Each line below should be reproduced without any alteration.

------ Source material

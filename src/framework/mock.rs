//! # Mock Recipes
//!
//! Utilities for testing the kitchen without the menu's multi-second cooking
//! times.
//!
//! - [`FixedRecipe`] cooks every order for the same short delay.
//! - [`RecordingRecipe`] does the same and additionally records what it saw, so
//!   tests can assert how the pool scheduled the work.
//!
//! # Example
//! ```ignore
//! let recipe = Arc::new(RecordingRecipe::new(Duration::from_millis(5)));
//! pool.submit(order, recipe.clone())?;
//! // ...
//! assert_eq!(recipe.overlaps(), 0);
//! ```

use crate::framework::Recipe;
use crate::model::{Order, OrderId, OrderStatus};
use async_trait::async_trait;
use dashmap::DashMap;
use std::sync::atomic::{AtomicUsize, Ordering};
use std::time::Duration;

/// Cooks every order for `delay`, whatever the dish.
#[derive(Debug, Clone)]
pub struct FixedRecipe {
    delay: Duration,
}

impl FixedRecipe {
    pub fn new(delay: Duration) -> Self {
        Self { delay }
    }
}

#[async_trait]
impl Recipe for FixedRecipe {
    async fn prepare(&self, _order: &Order) {
        tokio::time::sleep(self.delay).await;
    }
}

/// A [`FixedRecipe`] that keeps a log of every preparation.
///
/// - **overlaps**: times an order entered preparation while it was already
///   being prepared, or was handed over in a state other than `Cooking`.
///   Must stay zero.
/// - **peak_concurrency**: most preparations observed running at once.
#[derive(Debug, Default)]
pub struct RecordingRecipe {
    delay: Duration,
    in_progress: DashMap<OrderId, ()>,
    prepared_by_id: DashMap<OrderId, usize>,
    active: AtomicUsize,
    peak: AtomicUsize,
    started: AtomicUsize,
    prepared: AtomicUsize,
    overlaps: AtomicUsize,
}

impl RecordingRecipe {
    pub fn new(delay: Duration) -> Self {
        Self {
            delay,
            ..Self::default()
        }
    }

    /// Preparations that have begun (including ones later cancelled).
    pub fn started(&self) -> usize {
        self.started.load(Ordering::SeqCst)
    }

    /// Preparations that ran to completion.
    pub fn prepared(&self) -> usize {
        self.prepared.load(Ordering::SeqCst)
    }

    pub fn overlaps(&self) -> usize {
        self.overlaps.load(Ordering::SeqCst)
    }

    pub fn peak_concurrency(&self) -> usize {
        self.peak.load(Ordering::SeqCst)
    }

    pub fn times_prepared(&self, id: OrderId) -> usize {
        self.prepared_by_id.get(&id).map(|count| *count).unwrap_or(0)
    }
}

#[async_trait]
impl Recipe for RecordingRecipe {
    async fn prepare(&self, order: &Order) {
        let id = order.id();
        self.started.fetch_add(1, Ordering::SeqCst);
        if order.status() != OrderStatus::Cooking || self.in_progress.insert(id, ()).is_some() {
            self.overlaps.fetch_add(1, Ordering::SeqCst);
        }
        let active = self.active.fetch_add(1, Ordering::SeqCst) + 1;
        self.peak.fetch_max(active, Ordering::SeqCst);

        let guard = ActiveGuard(self, id);
        tokio::time::sleep(self.delay).await;
        drop(guard);

        *self.prepared_by_id.entry(id).or_insert(0) += 1;
        self.prepared.fetch_add(1, Ordering::SeqCst);
    }
}

// Keeps the counters honest when the pool drops a preparation mid-sleep.
struct ActiveGuard<'a>(&'a RecordingRecipe, OrderId);

impl Drop for ActiveGuard<'_> {
    fn drop(&mut self) {
        self.0.in_progress.remove(&self.1);
        self.0.active.fetch_sub(1, Ordering::SeqCst);
    }
}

------------

Result:
filename src/framework/mock.rs
//! # Mock Recipes
//!
//! Utilities for testing the kitchen without the menu's multi-second cooking
//! times.
//!
//! - [`FixedRecipe`] cooks every order for the same short delay.
//! - [`RecordingRecipe`] does the same and additionally records what it saw, so
//!   tests can assert how the pool scheduled the work.
//!
//! # Example
//! ```ignore
//! let recipe = Arc::new(RecordingRecipe::new(Duration::from_millis(5)));
//! pool.submit(order, recipe.clone())?;
//! // ...
//! assert_eq!(recipe.overlaps(), 0);
//! ```

use crate::framework::Recipe;
use crate::model::{Order, OrderId, OrderStatus};
use async_trait::async_trait;
use dashmap::DashMap;
use std::sync::atomic::{AtomicUsize, Ordering};
use std::time::Duration;

/// Cooks every order for `delay`, whatever the dish.
#[derive(Debug, Clone)]
pub struct FixedRecipe {
    delay: Duration,
}

impl FixedRecipe {
    pub fn new(delay: Duration) -> Self {
        Self { delay }
    }
}

#[async_trait]
impl Recipe for FixedRecipe {
    async fn prepare(&self, _order: &Order) {
        tokio::time::sleep(self.delay).await;
    }
}

/// A [`FixedRecipe`] that keeps a log of every preparation.
///
/// - **overlaps**: times an order entered preparation while it was already
///   being prepared, or was handed over in a state other than `Cooking`.
///   Must stay zero.
/// - **peak_concurrency**: most preparations observed running at once.
#[derive(Debug, Default)]
pub struct RecordingRecipe {
    delay: Duration,
    in_progress: DashMap<OrderId, ()>,
    prepared_by_id: DashMap<OrderId, usize>,
    active: AtomicUsize,
    peak: AtomicUsize,
    started: AtomicUsize,
    prepared: AtomicUsize,
    overlaps: AtomicUsize,
}

impl RecordingRecipe {
    pub fn new(delay: Duration) -> Self {
        Self {
            delay,
            ..Self::default()
        }
    }

    /// Preparations that have begun (including ones later cancelled).
    pub fn started(&self) -> usize {
        self.started.load(Ordering::SeqCst)
    }

    /// Preparations that ran to completion.
    pub fn prepared(&self) -> usize {
        self.prepared.load(Ordering::SeqCst)
    }

    pub fn overlaps(&self) -> usize {
        self.overlaps.load(Ordering::SeqCst)
    }

    pub fn peak_concurrency(&self) -> usize {
        self.peak.load(Ordering::SeqCst)
    }

    pub fn times_prepared(&self, id: OrderId) -> usize {
        self.prepared_by_id.get(&id).map(|count| *count).unwrap_or(0)
    }
}

#[async_trait]
impl Recipe for RecordingRecipe {
    async fn prepare(&self, order: &Order) {
        let id = order.id();
        self.started.fetch_add(1, Ordering::SeqCst);
        if order.status() != OrderStatus::Cooking || self.in_progress.insert(id, ()).is_some() {
            self.overlaps.fetch_add(1, Ordering::SeqCst);
        }
        let active = self.active.fetch_add(1, Ordering::SeqCst) + 1;
        self.peak.fetch_max(active, Ordering::SeqCst);

        let guard = ActiveGuard(self, id);
        tokio::time::sleep(self.delay).await;
        drop(guard);

        *self.prepared_by_id.entry(id).or_insert(0) += 1;
        self.prepared.fetch_add(1, Ordering::SeqCst);
    }
}

// Keeps the counters honest when the pool drops a preparation mid-sleep.
struct ActiveGuard<'a>(&'a RecordingRecipe, OrderId);

impl Drop for ActiveGuard<'_> {
    fn drop(&mut self) {
        self.0.in_progress.remove(&self.1);
        self.0.active.fetch_sub(1, Ordering::SeqCst);
    }
}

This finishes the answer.